The Upper Cretaceous Two Medicine Formation of western Montana and Alberta is well known for its diverse dinosaur fauna, including the famous “good mother lizard” Maiasaura. In addition to the dinosaurs, the Two Medicine Formation preserves at least one pterosaur taxon, known as Montanazhdarco minor.
Montanazhdarcho was discovered in the early 1990s and first named and described in 1993 by Kevin Padian, Armand de Ricqlès, and Jack Horner. The only known specimen was discovered in rocks found in the Blackfoot Nation in Glacier County, Montana and were deposited about 74 million years ago. The specimen is made up of a portion of the mandible, most of the left wing and a partial left shoulder, a partial right wing and most of the right shoulder, and some neck vertebrae. When complete, Montanazhdarcho had a wingspan of approximately 2.5 meters (8 feet). Detailed examination of the microstructure of the bones indicates that the specimen was fully grown.
Montanazhdarcho is named for the state of Montana and is an allusion to the pterosaur genus Azhdarcho, thought to be a close relative. The species name, minor, indicates its small size compared to other azhdarchids known at the time, like the giraffe-sized Quetzalcoatlus of Texas. When first described, Montanazhdarcho was placed in the pterosaur family Azharchidae as it shares many anatomical features with that group in the neck vertebrae, shoulder, and humerus.

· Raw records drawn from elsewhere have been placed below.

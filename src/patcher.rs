//! Source patching for Ansible's CLI entry module on Windows.
//!
//! Ansible's `cli/__init__.py` calls `os.get_blocking()` (missing on
//! Windows) and probes the process locale (broken under some Windows
//! encodings). Both call sites are rewritten in place; a `.py.bak` copy
//! of the pristine file is kept next to it so re-runs patch a clean base.

use std::path::{Path, PathBuf};

use tracing::debug;

use crate::error::{OpsError, Result};

/// Marker inserted into patched files; its presence short-circuits a re-run.
const PATCH_MARKER: &str = "PATCHED FOR WINDOWS";

const BLOCKING_OLD: &str = "        if not os.get_blocking(fd):";

const BLOCKING_NEW: &str = "        # PATCHED FOR WINDOWS - os.get_blocking() is not available on Windows
        try:
            is_blocking = os.get_blocking(fd)
        except (AttributeError, OSError):
            # Skip on Windows or if not supported
            continue

        if not is_blocking:";

const LOCALE_OLD: &str = "    try:
        locale.setlocale(locale.LC_ALL, '')
        dummy, encoding = locale.getlocale()
    except (locale.Error, ValueError) as e:";

const LOCALE_NEW: &str = "    # PATCHED FOR WINDOWS - Force UTF-8 on Windows
    import platform
    try:
        if platform.system() == 'Windows':
            # On Windows, force UTF-8 encoding
            encoding = 'UTF-8'
        else:
            locale.setlocale(locale.LC_ALL, '')
            dummy, encoding = locale.getlocale()
    except (locale.Error, ValueError) as e:";

/// Result of running the patch transform over file content.
#[derive(Debug, Clone, PartialEq, Eq)]
pub enum PatchResult {
    /// The marker is already present; nothing to do.
    AlreadyPatched,
    /// At least one site was rewritten.
    Patched(String),
    /// Neither expected site was found. The installed version likely
    /// differs from the one the patch targets.
    NotApplicable,
}

/// Candidate locations of `ansible/cli/__init__.py` relative to a
/// virtualenv root, checked in order.
pub fn candidate_cli_paths(venv: &Path) -> Vec<PathBuf> {
    let tail: PathBuf = ["ansible", "cli", "__init__.py"].iter().collect();
    vec![
        venv.join("Lib").join("site-packages").join(&tail),
        venv.join("lib").join("site-packages").join(&tail),
    ]
}

/// Locate the CLI entry module under a virtualenv, if present.
pub fn find_cli_init(venv: &Path) -> Option<PathBuf> {
    candidate_cli_paths(venv).into_iter().find(|p| p.exists())
}

/// Apply both rewrites to the given content. Pure transform, no I/O.
pub fn apply_windows_patches(content: &str) -> PatchResult {
    if content.contains(PATCH_MARKER) {
        return PatchResult::AlreadyPatched;
    }

    let mut patched = content.to_string();
    let mut any = false;

    if patched.contains(BLOCKING_OLD) {
        patched = patched.replace(BLOCKING_OLD, BLOCKING_NEW);
        debug!("rewrote os.get_blocking() call site");
        any = true;
    }

    if patched.contains(LOCALE_OLD) {
        patched = patched.replace(LOCALE_OLD, LOCALE_NEW);
        debug!("rewrote locale probe");
        any = true;
    }

    if any {
        PatchResult::Patched(patched)
    } else {
        PatchResult::NotApplicable
    }
}

/// Patch a file in place, keeping a `.py.bak` backup.
///
/// If a backup already exists the file is first restored from it, so the
/// transform always runs against a pristine base; otherwise the backup is
/// created before writing. Returns the transform outcome.
pub fn patch_file(path: &Path) -> Result<PatchResult> {
    let backup = path.with_extension("py.bak");

    if backup.exists() {
        debug!(backup = %backup.display(), "restoring pristine copy from backup");
        std::fs::copy(&backup, path)?;
    } else {
        debug!(backup = %backup.display(), "creating backup");
        std::fs::copy(path, &backup)?;
    }

    let content = std::fs::read_to_string(path)?;
    let result = apply_windows_patches(&content);

    match &result {
        PatchResult::Patched(new_content) => {
            std::fs::write(path, new_content)?;
            Ok(result)
        }
        PatchResult::AlreadyPatched => Ok(result),
        PatchResult::NotApplicable => Err(OpsError::Patch(
            "expected code patterns not found; the installed version may have changed".to_string(),
        )),
    }
}

#[cfg(test)]
mod tests {
    use super::*;

    const SAMPLE: &str = "\
def check_blocking_io():
    for fd in fds:
        if not os.get_blocking(fd):
            to_fix.append(fd)


def initialize_locale():
    try:
        locale.setlocale(locale.LC_ALL, '')
        dummy, encoding = locale.getlocale()
    except (locale.Error, ValueError) as e:
        raise SystemExit(e)
";

    #[test]
    fn test_patches_both_sites() {
        let PatchResult::Patched(out) = apply_windows_patches(SAMPLE) else {
            panic!("expected a patched result");
        };
        assert!(out.contains(PATCH_MARKER));
        assert!(out.contains("except (AttributeError, OSError):"));
        assert!(out.contains("platform.system() == 'Windows'"));
        assert!(!out.contains("        if not os.get_blocking(fd):\n"));
    }

    #[test]
    fn test_patched_content_is_stable() {
        let PatchResult::Patched(out) = apply_windows_patches(SAMPLE) else {
            panic!("expected a patched result");
        };
        assert_eq!(apply_windows_patches(&out), PatchResult::AlreadyPatched);
    }

    #[test]
    fn test_unknown_content_not_applicable() {
        assert_eq!(
            apply_windows_patches("def unrelated():\n    pass\n"),
            PatchResult::NotApplicable
        );
    }

    #[test]
    fn test_single_site_is_enough() {
        let only_blocking = "    for fd in fds:\n        if not os.get_blocking(fd):\n            pass\n";
        assert!(matches!(
            apply_windows_patches(only_blocking),
            PatchResult::Patched(_)
        ));
    }

    #[test]
    fn test_patch_file_keeps_backup() {
        let dir = tempfile::tempdir().unwrap();
        let file = dir.path().join("__init__.py");
        std::fs::write(&file, SAMPLE).unwrap();

        let result = patch_file(&file).unwrap();
        assert!(matches!(result, PatchResult::Patched(_)));

        let backup = file.with_extension("py.bak");
        assert_eq!(std::fs::read_to_string(&backup).unwrap(), SAMPLE);
        assert!(std::fs::read_to_string(&file).unwrap().contains(PATCH_MARKER));

        // Re-run restores from backup first, then reports patched again.
        let rerun = patch_file(&file).unwrap();
        assert!(matches!(rerun, PatchResult::Patched(_)));
    }

    #[test]
    fn test_candidate_paths_cover_both_layouts() {
        let venv = Path::new("/opt/venv");
        let paths = candidate_cli_paths(venv);
        assert_eq!(paths.len(), 2);
        assert!(paths[0].ends_with("Lib/site-packages/ansible/cli/__init__.py"));
        assert!(paths[1].ends_with("lib/site-packages/ansible/cli/__init__.py"));
    }
}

A more recent analysis presented by Nathan Carroll at the 2015 annual meeting of the Society of Vertebrate Paleontology proposed a different placement. He noted that most of the characteristics listed by Padian and colleagues are found in a larger group known as the Azhdarchoidea which includes the azhdarchids as well as the tapejarids and thalassodromids. In fact, Carroll noted that Montanazhdarcho shares many anatomical details of the shoulder, humerus, and the ratio of the bones in the wing finger with the tapejarids and thalassodromids and may in fact be closer to those families and not an azhdarchid at all.
Like all azhdarchoids, Montanazhdarcho was carnivorous. Azhdarchids like Quetzalcoatlus and Hatzegopteryx have been interpreted as terrestrial predators of small dinosaurs, lizards, and mammals, and the tapejarids and thalassodromids were likely similar in their habits although may have eaten fish or foraged for seeds as well. The environment of the Two Medicine Formation was a forested upland crossed by numerous rivers and dotted with several small lakes, an environment perfect for hunting small terrestrial prey.